Lord Henley: The total cost per year of sham marriages to public funds is not known. A marriage certificate alone does not give foreign nationals the right to live and work in the United Kingdom. Applications based on marriage or civil partnership where there is evidence of sham behaviour will be refused and action will be taken to remove the applicant from the United Kingdom. There will be no impact on public funds in these cases because no leave or residence will have been granted on the basis of the marriage or civil partnership.
The Minister of State, Ministry of Justice (Lord McNally): A couple whose marriage is legally valid in the country where it took place should be recognised as legally married in England and Wales. In such cases the couple will remain legally married to each other until the marriage is ended though divorce, annulment or the death of either party. This includes legally valid marriages which are declared "bogus" and/or were only entered into for immigration purposes. The couple will remain unable legally to remarry someone else until they are legally free to marry again.
To ask Her Majesty's Government whether they intend to discuss with the Government of India their commitment to human rights following the sentence of capital punishment in the case of Balwant Singh Rajoana; and if so, what matters they intend to raise.[HL16673]
The Minister of State, Foreign and Commonwealth Office (Lord Howell of Guildford): It is the long-standing policy of successive Governments to oppose the death penalty, in all circumstances, as a matter of principle. We are deeply concerned by reports that India intends to execute Mr Balwant Singh Rajoana, thereby ending India's seven year de facto moratorium on the death penalty. However, we understand there are some questions over whether or not the execution will take place on the date set by the court. We are therefore following developments closely.
We have made clear our position on the death penalty to the Indian Government, both bilaterally and through the European Union. My honourable friend the Minister of State for Foreign and Commonwealth Affairs, my honourable friend the Member for Taunton Deane (Mr Browne), wrote to the Indian high commissioner about this issue in November 2011. He also raised this issue with the then Indian Foreign Secretary, Nirupama Rao, when they met on 28 June 2011, and with Minister of State for External Affairs, Preneet Kaur, on 5 July 2011. We will continue to press for the universal abolition of the death penalty.
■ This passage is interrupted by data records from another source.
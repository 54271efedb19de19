use super::*;
use crate::collation::root::VARIABLE_TOP;
use crate::collation::RootCollator;
use crate::text::UnicodeNormalizer;

fn model(text: &str, collator: &RootCollator) -> PatternModel {
    PatternModel::build(text, collator, &UnicodeNormalizer)
}

#[test]
fn shift_tables_follow_distance_to_pattern_end() {
    let collator = RootCollator::new();
    let pattern = model("abcd", &collator);
    assert_eq!(pattern.ce_len(), 4);
    assert_eq!(pattern.default_shift_size(), 4);

    let ces = pattern.ces();
    assert_eq!(pattern.shift(ces[0]), 3);
    assert_eq!(pattern.shift(ces[1]), 2);
    assert_eq!(pattern.shift(ces[2]), 1);
    assert_eq!(pattern.shift(ces[3]), 1);

    assert_eq!(pattern.back_shift(ces[3]), 3);
    assert_eq!(pattern.back_shift(ces[2]), 2);
    assert_eq!(pattern.back_shift(ces[1]), 1);
    assert_eq!(pattern.back_shift(ces[0]), 1);

    assert_eq!(pattern.shift_table().len(), SHIFT_TABLE_SIZE);
    assert_eq!(pattern.shift_table()[hash(CollationElement::IGNORABLE)], 1);
    let unrelated = CollationElement::new(0x3000, 5, 5);
    assert_eq!(pattern.shift(unrelated), 4);
    assert_eq!(pattern.back_shift(unrelated), 4);
}

#[test]
fn expansion_surplus_shrinks_default_shift() {
    let collator = RootCollator::new();
    let pattern = model("\u{00E1}", &collator);
    assert_eq!(pattern.ce_len(), 2);
    assert_eq!(pattern.expansion_surplus(), 2);
    assert_eq!(pattern.default_shift_size(), 1);
}

#[test]
fn accent_flags_come_from_fcd() {
    let collator = RootCollator::new();
    let leading = model("\u{0301}x", &collator);
    assert!(leading.has_prefix_accents());
    assert!(!leading.has_suffix_accents());

    let trailing = model("x\u{00E1}", &collator);
    assert!(!trailing.has_prefix_accents());
    assert!(trailing.has_suffix_accents());

    let primary = RootCollator::new().with_strength(Strength::Primary);
    let flat = model("\u{0301}x\u{00E1}", &primary);
    assert!(!flat.has_prefix_accents());
    assert!(!flat.has_suffix_accents());
}

#[test]
fn canonical_pces_use_nfd_order() {
    let collator = RootCollator::new();
    let pattern = model("a\u{0301}\u{0325}", &collator);
    let nfd = model("a\u{0325}\u{0301}", &collator);
    assert_ne!(pattern.pces(), nfd.pces());
    assert_eq!(pattern.canonical_pces(), nfd.pces());
    assert_eq!(nfd.canonical_pces(), nfd.pces());
}

#[test]
fn ignorable_pattern_is_empty() {
    let collator = RootCollator::new();
    let pattern = model("\u{0001}", &collator);
    assert!(pattern.is_empty());
    assert_eq!(pattern.pce_len(), 0);
    assert!(pattern.shift_table().is_empty());
    assert_eq!(pattern.default_shift_size(), 0);
}

#[test]
fn shifted_punctuation_drops_out_below_quaternary() {
    let collator = RootCollator::new().with_alternate_shifted(true);
    let pattern = model("a,b", &collator);
    assert_eq!(pattern.ce_len(), 2);
    assert_eq!(pattern.pce_len(), 2);

    let quaternary = RootCollator::new()
        .with_alternate_shifted(true)
        .with_strength(Strength::Quaternary);
    let pattern = model("a,b", &quaternary);
    assert_eq!(pattern.ce_len(), 3);
    assert_eq!(pattern.ces()[1].secondary(), 0);
    assert_eq!(pattern.pces()[1].primary_weight(), 0);
    assert_ne!(pattern.pces()[1].quaternary_weight(), 0);
}

#[test]
fn filter_ce_masks_by_strength() {
    let ce = CollationElement::new(0x2061, 0x11, 0x85);
    let secondary = filter_ce(ce, Strength::Secondary, false, VARIABLE_TOP);
    assert_eq!(secondary.tertiary(), 0);
    assert_eq!(secondary.secondary(), 0x11);

    let variable = CollationElement::new(0x012C, 5, 5);
    assert!(filter_ce(variable, Strength::Tertiary, true, VARIABLE_TOP).is_ignorable());
    assert_eq!(
        filter_ce(variable, Strength::Quaternary, true, VARIABLE_TOP),
        CollationElement::new(0x012C, 0, 0)
    );
    assert_eq!(
        filter_ce(CollationElement::IGNORABLE, Strength::Quaternary, false, VARIABLE_TOP).raw(),
        0xFFFF
    );
}

#[test]
fn rebuilding_is_idempotent() {
    let collator = RootCollator::new();
    let first = model("Stra\u{00DF}e", &collator);
    let second = model("Stra\u{00DF}e", &collator);
    assert_eq!(first, second);
}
The Commercial Secretary to the Treasury (Lord Sassoon): Treasury Ministers and officials have meetings with a wide variety of organisations and individuals in the public and private sectors as part of the process of policy development and delivery. As was the case with previous Administrations, it is not the Government's practice to provide details of all such meetings.
The Minister of State, Home Office (Lord Henley): Israeli citizens who hold a valid travel document and meet the requirements of the Immigration Rules are allowed to enter the UK regardless of their area of residence.
To ask Her Majesty's Government what representations they have received from HM Revenue and Customs regarding the impact on insolvency proceedings of the Legal Aid, Sentencing and Punishment of Offenders Bill.[HL16624]
To ask Her Majesty's Government what assessment they have made of the financial impact on HM Revenue and Customs of changes to civil litigation costs and funding, as currently set out in the Legal Aid, Sentencing and Punishment of Offenders Bill.[HL16625]
Lord McNally: The published impact assessment, available on the Ministry of Justice website, sets out the expected impacts of changes to civil litigation costs and funding on the relevant affected groups. Consistent with the assessment made in the impact assessment, the financial impact on HM Revenue and Customs will depend on a number of unknown factors including the volume of cases it chooses to pursue in future, the number of cases that it wins, the success fees and ATE premiums negotiated, and the tax recovered in those cases.
To ask Her Majesty's Government, further to the Written Answer by Lord Wallace of Saltaire on 19 March (WA 142-3), whether in their calculations for overall long-term international migration figures they have used International Passenger Survey figures whose standard error percentages mean that they are not considered reliable for practical purposes; if so, why they did so; and what are the Annual Population Survey figures for Romanian population stocks resident in the United Kingdom since 1 January 2007.[HL16655]
As Director General for the Office for National Statistics, I have been asked to reply to your Parliamentary Question asking, further to the Written Answer by Lord Wallace of Saltaire on 19 March (WA 142-3), whether (1) in ONS calculations for overall Long-Term International Migration figures we have used International Passenger Survey figures whose standard error percentages mean that they are not considered reliable for practical purposes; if so, why we did so; and (2) what are the Annual Population Survey figures for Romanian population stocks resident in the United Kingdom since 1 January 2007. (HL16655).
In response to the first question, published estimates of long-term international migration (LTIM) are calculated from international passenger survey (IPS) data with adjustments for asylum seekers, people whose intentions change and migration to and from Northern Ireland. The IPS estimates that are incorporated in the published estimates of LTIM are considered reliable according to their standard error (SE) percentages. At
28 Mar 2012 : Column WA273
|Table 1-Romanians resident in the UK by year since 2007|
|Romanian Country of birth||Romanian Nationality|
To ask Her Majesty's Government, further to the remarks by Lord McNally on 20 March (Official Report, col. 761) on advertising referral fees in hospitals, (1) what they consider to be "authorised marketing", (2) what was the position on marketing that the chief executive expressed to NHS managers, (3) what guidance they intend to give to NHS managers, and (4) how much income is derived by NHS hospitals from these "authorised marketing" activities.[HL16611]
The Parliamentary Under-Secretary of State, Department of Health (Earl Howe): Authorised marketing means marketing which is approved by the board of the National Health Service organisation concerned to take place in its premises. There are no statutory regulations in place in this area, and no directions have been issued from the Secretary of State to NHS trusts and primary care trusts on these matters. The Secretary of State has no powers to direct foundation trusts.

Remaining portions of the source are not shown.